Pour Moscou, Cuba représentait un atout majeur. Pendant trois décennies, La Havane mettra à profit l’aide soviétique pour opérer une colossale redistribution des richesses et mettre en œuvre des conquêtes sociales sans précédent. Egalité, solidarité, souveraineté nationale : tels sont les piliers sur lesquels le régime castriste a construit son hégémonie. Pendant des années, ces acquis sociaux vont relativiser les contraintes politiques imposées par les échanges économiques et commerciaux avec Moscou. Dépendance économique, obligations politiques, copie institutionnelle du « modèle »soviétique, liens obligés avec les partis communistes : le prix à payer est élevé. La bureaucratisation institutionnelle paralyse la participation citoyenne. La conception monolithique et homogène de la société de Fidel Castro justifie à ses yeux, face aux agressions impériales, l’existence d’un parti unique-parti d’État, un parti communiste défini dans la Constitution comme celui de de la nation. Pour résister et protéger la forteresse assiégée, l’unité est indispensable, les dissidences ne seront pas tolérées, l’autorité du gouvernement ne peut être contestée.
Ernesto Che Guevara fera part très tôt de ses craintes, de ses critiques à l’égard du système soviétique. Comprenant que pour survivre, la révolution cubaine devait rompre son isolement, il partira pour l’Afrique puis pour la Bolivie. En 1991, un quart de siècle après sa mort, l’effondrement de l’URSS pressenti par Guevara mais impensé par Fidel Castro précipitera Cuba dans une crise dramatique, révélant brutalement les effets pervers du « modèle » économique et politique. Le tournant obligé des années 1990, l’adoption de réformes économiques marchandes vont entraîner des différenciations sociales inconnues jusqu’alors.

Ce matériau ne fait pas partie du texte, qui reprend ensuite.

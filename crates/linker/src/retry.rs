use std::collections::HashMap;

use libp2p::PeerId;
use parking_lot::Mutex;

/// Failed direct-connect attempts, per peer.
#[derive(Debug, Default)]
pub struct RetryLedger {
    failures: Mutex<HashMap<PeerId, u64>>,
}

impl RetryLedger {
    #[must_use]
    pub fn new() -> Self {
        Self::default()
    }

    /// Counts one more failure against `peer_id`, returning the count before it.
    pub fn record_failure(&self, peer_id: PeerId) -> u64 {
        let mut failures = self.failures.lock();

        let count = failures.entry(peer_id).or_default();
        let previous = *count;
        *count = count.saturating_add(1);

        previous
    }

    #[must_use]
    pub fn failures(&self, peer_id: &PeerId) -> u64 {
        self.failures.lock().get(peer_id).copied().unwrap_or_default()
    }

    /// Whether `peer_id` has failed more than `max_attempts` times.
    #[must_use]
    pub fn is_exhausted(&self, peer_id: &PeerId, max_attempts: u64) -> bool {
        self.failures(peer_id) > max_attempts
    }

    pub fn reset(&self, peer_id: &PeerId) {
        let _ = self.failures.lock().remove(peer_id);
    }
}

L’impact de la crise se fera sentir jusqu’au début des années 2000. Le répit permis par l’élection de Hugo Chavez sera brutalement interrompu par sa mort. La chute du prix du pétrole, la crise vénézuélienne, plongent une nouvelle fois l’île dans l’impasse. Le « modèle » économique est à bout de souffle. « Il ne fonctionne plus, même pour nous », déclarera Castro. Le vieux dilemme resurgit : comment construire une stratégie de développement dans une île sous embargo, aux ressources limitées, dans un monde dominé par le capitalisme financier ?

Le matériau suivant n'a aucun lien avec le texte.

//! Gossip of peer addresses and pinned content between linked nodes.
//!
//! Every round, each connected peer is asked for the peers it is connected to
//! and for the content identifiers it has pinned. Newly learned peers are dialed
//! and announced content is pinned locally.

use core::fmt::{self, Debug, Formatter};
use std::sync::Arc;

use bustlink_network_primitives::client::Network;
use bustlink_network_primitives::record::PeerRecord;
use tokio::sync::mpsc;
use tokio::time::timeout;
use tokio::{select, spawn};
use tokio_util::sync::CancellationToken;
use tracing::{debug, info, warn};

use crate::config::ConfigSource;
use crate::errors::LinkError;
use crate::handlers::{serve, AddressHandler, HashListHandler, PeerListHandler};
use crate::hashes::HashCache;
use crate::peers::PeerAddressCache;
use crate::pinning::{PinStore, PinningGateway};
use crate::retry::RetryLedger;
use crate::sync::SyncEngine;

pub mod config;
pub mod errors;
pub mod handlers;
pub mod hashes;
pub mod peers;
pub mod pinning;
pub mod retry;
pub mod sync;

pub struct Linker {
    network: Arc<dyn Network>,
    config: Arc<dyn ConfigSource>,
    peers: Arc<PeerAddressCache>,
    hashes: Arc<HashCache>,
    retries: Arc<RetryLedger>,
    pinning: Arc<PinningGateway>,
    engine: SyncEngine,
    token: CancellationToken,
}

impl Debug for Linker {
    fn fmt(&self, f: &mut Formatter<'_>) -> fmt::Result {
        f.debug_struct("Linker")
            .field("engine", &self.engine)
            .finish_non_exhaustive()
    }
}

impl Linker {
    #[must_use]
    pub fn new(
        network: Arc<dyn Network>,
        pin_store: Arc<dyn PinStore>,
        config: Arc<dyn ConfigSource>,
        token: CancellationToken,
    ) -> Self {
        let peers = Arc::new(PeerAddressCache::new());
        let hashes = Arc::new(HashCache::new());
        let retries = Arc::new(RetryLedger::new());
        let pinning = Arc::new(PinningGateway::new(pin_store));

        let engine = SyncEngine::new(
            Arc::clone(&network),
            Arc::clone(&config),
            Arc::clone(&peers),
            Arc::clone(&hashes),
            Arc::clone(&retries),
            Arc::clone(&pinning),
            token.clone(),
        );

        Self {
            network,
            config,
            peers,
            hashes,
            retries,
            pinning,
            engine,
            token,
        }
    }

    /// Registers the protocol handlers, connects to the bootstrap peers and
    /// spawns the sync and harvest loops.
    ///
    /// Bootstrapping gives up silently once the configured timeout elapses; only
    /// configuration errors make this fail.
    pub async fn start(&self) -> Result<(), LinkError> {
        self.register_handlers()?;

        self.bootstrap().await?;

        if self.token.is_cancelled() {
            return Ok(());
        }

        drop(spawn(self.engine.clone().run()));
        drop(spawn(self.engine.clone().harvest_pins()));

        info!(peer_id = %self.network.local_peer_id(), "Linker started");

        Ok(())
    }

    /// Starts serving the peer-list, hash-list and address protocols.
    pub fn register_handlers(&self) -> Result<(), LinkError> {
        drop(serve(
            &*self.network,
            PeerListHandler::new(Arc::clone(&self.network), Arc::clone(&self.peers)),
            self.token.clone(),
        )?);
        drop(serve(
            &*self.network,
            HashListHandler::new(Arc::clone(&self.pinning)),
            self.token.clone(),
        )?);
        drop(serve(
            &*self.network,
            AddressHandler::new(Arc::clone(&self.network), Arc::clone(&self.peers)),
            self.token.clone(),
        )?);

        Ok(())
    }

    /// Feeds the configured bootstrap peers through
    /// [`SyncEngine::update_peer_address`] until they are exhausted or the
    /// bootstrap timeout elapses.
    pub async fn bootstrap(&self) -> Result<(), LinkError> {
        let config = self.config.snapshot().await.map_err(LinkError::Config)?;

        let nodes = config.bootstrap.nodes.list;

        if nodes.is_empty() {
            return Ok(());
        }

        let (tx, mut rx) = mpsc::channel(nodes.len());

        drop(spawn(async move {
            for addr in nodes {
                let record = match PeerRecord::try_from(addr) {
                    Ok(record) => record,
                    Err(err) => {
                        warn!(%err, "Skipping bootstrap address");
                        continue;
                    }
                };

                if tx.send(record).await.is_err() {
                    break;
                }
            }
        }));

        let drain = async {
            let mut count = 0_usize;

            while let Some(record) = rx.recv().await {
                let peer_id = record.id;

                match self.engine.update_peer_address(record).await {
                    Ok(outcome) => debug!(%peer_id, ?outcome, "Bootstrapped peer"),
                    Err(err @ LinkError::Config(_)) => return Err(err),
                    Err(err) => warn!(%peer_id, %err, "Failed to bootstrap peer"),
                }

                count = count.saturating_add(1);
            }

            Ok(count)
        };

        #[expect(clippy::redundant_pub_crate, reason = "Needed for Tokio code")]
        let result = select! {
            () = self.token.cancelled() => return Ok(()),
            result = timeout(config.bootstrap.timeout, drain) => result,
        };

        match result {
            Ok(count) => {
                let count = count?;

                debug!(count, "Bootstrap finished");
            }
            Err(_elapsed) => debug!(timeout = ?config.bootstrap.timeout, "Bootstrap timed out"),
        }

        Ok(())
    }

    #[must_use]
    pub const fn engine(&self) -> &SyncEngine {
        &self.engine
    }

    #[must_use]
    pub const fn peers(&self) -> &Arc<PeerAddressCache> {
        &self.peers
    }

    #[must_use]
    pub const fn hashes(&self) -> &Arc<HashCache> {
        &self.hashes
    }

    #[must_use]
    pub const fn retries(&self) -> &Arc<RetryLedger> {
        &self.retries
    }

    #[must_use]
    pub const fn pinning(&self) -> &Arc<PinningGateway> {
        &self.pinning
    }
}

Avec la maladie de Fidel Castro en 2006, puis l’élection de son frère Raoul à la présidence en 2008, le processus initié en 1959 est entré dans une phase critique. Le rétablissement des relations diplomatiques avec les États-Unis intervient alors que le pays est confronté à de nombreux défis : fin du mandat de Raoul Castro en 2018, fin de la génération historique, réformes et libéralisation économiques provoquant des inégalités sociales, réforme constitutionnelle, le tout dans un contexte régional où les alliés de La Havane (Venezuela, Brésil..) sont en difficulté.

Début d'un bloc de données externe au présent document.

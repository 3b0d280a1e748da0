use std::collections::hash_map::{Entry, HashMap};

use bustlink_network_primitives::record::PeerRecord;
use libp2p::{Multiaddr, PeerId};

#[derive(Debug, Default)]
struct PeerState {
    connections: u32,
    /// Where the peer's live connections terminate on its side
    remote_addrs: Vec<Multiaddr>,
    /// Addresses the peer listens on, from identify or gossip
    listen_addrs: Vec<Multiaddr>,
}

/// Connection and address bookkeeping fed by the swarm event loop.
#[derive(Debug, Default)]
pub struct PeerTable {
    peers: HashMap<PeerId, PeerState>,
}

impl PeerTable {
    #[must_use]
    pub fn new() -> Self {
        Self::default()
    }

    pub fn connection_established(&mut self, peer_id: PeerId, remote_addr: Multiaddr) {
        let state = self.peers.entry(peer_id).or_default();

        state.connections = state.connections.saturating_add(1);

        if !state.remote_addrs.contains(&remote_addr) {
            state.remote_addrs.push(remote_addr);
        }
    }

    pub fn connection_closed(&mut self, peer_id: &PeerId, remote_addr: &Multiaddr) {
        let Entry::Occupied(mut entry) = self.peers.entry(*peer_id) else {
            return;
        };

        let state = entry.get_mut();

        state.connections = state.connections.saturating_sub(1);
        state.remote_addrs.retain(|addr| addr != remote_addr);

        if state.connections == 0 && state.listen_addrs.is_empty() {
            let _ignored = entry.remove();
        }
    }

    /// Returns whether the address was new.
    pub fn add_listen_addr(&mut self, peer_id: PeerId, addr: Multiaddr) -> bool {
        let state = self.peers.entry(peer_id).or_default();

        if state.listen_addrs.contains(&addr) {
            return false;
        }

        state.listen_addrs.push(addr);

        true
    }

    #[must_use]
    pub fn is_connected(&self, peer_id: &PeerId) -> bool {
        self.peers
            .get(peer_id)
            .is_some_and(|state| state.connections > 0)
    }

    #[must_use]
    pub fn connected(&self) -> Vec<PeerId> {
        self.peers
            .iter()
            .filter(|(_, state)| state.connections > 0)
            .map(|(peer_id, _)| *peer_id)
            .collect()
    }

    #[must_use]
    pub fn remote_addr(&self, peer_id: &PeerId) -> Option<Multiaddr> {
        self.peers
            .get(peer_id)
            .and_then(|state| state.remote_addrs.first().cloned())
    }

    /// Listen addresses first, then the addresses of live connections.
    #[must_use]
    pub fn record(&self, peer_id: &PeerId) -> PeerRecord {
        let addrs = self
            .peers
            .get(peer_id)
            .into_iter()
            .flat_map(|state| state.listen_addrs.iter().chain(&state.remote_addrs))
            .cloned();

        PeerRecord::new(*peer_id, addrs)
    }
}

#[cfg(test)]
#[path = "tests/peers.rs"]
mod tests;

Que restera-t-il de la révolution cubaine ? « L’idée de révolution combine au moins trois dimensions : symbolique, sociale et stratégique », écrivait Daniel Bensaïd . Quelque soit le sort du processus en cours, loin d’être un cul-de-sac, la révolution cubaine aura incarné ces trois dimensions non seulement à Cuba mais pour toute l’Amérique latine.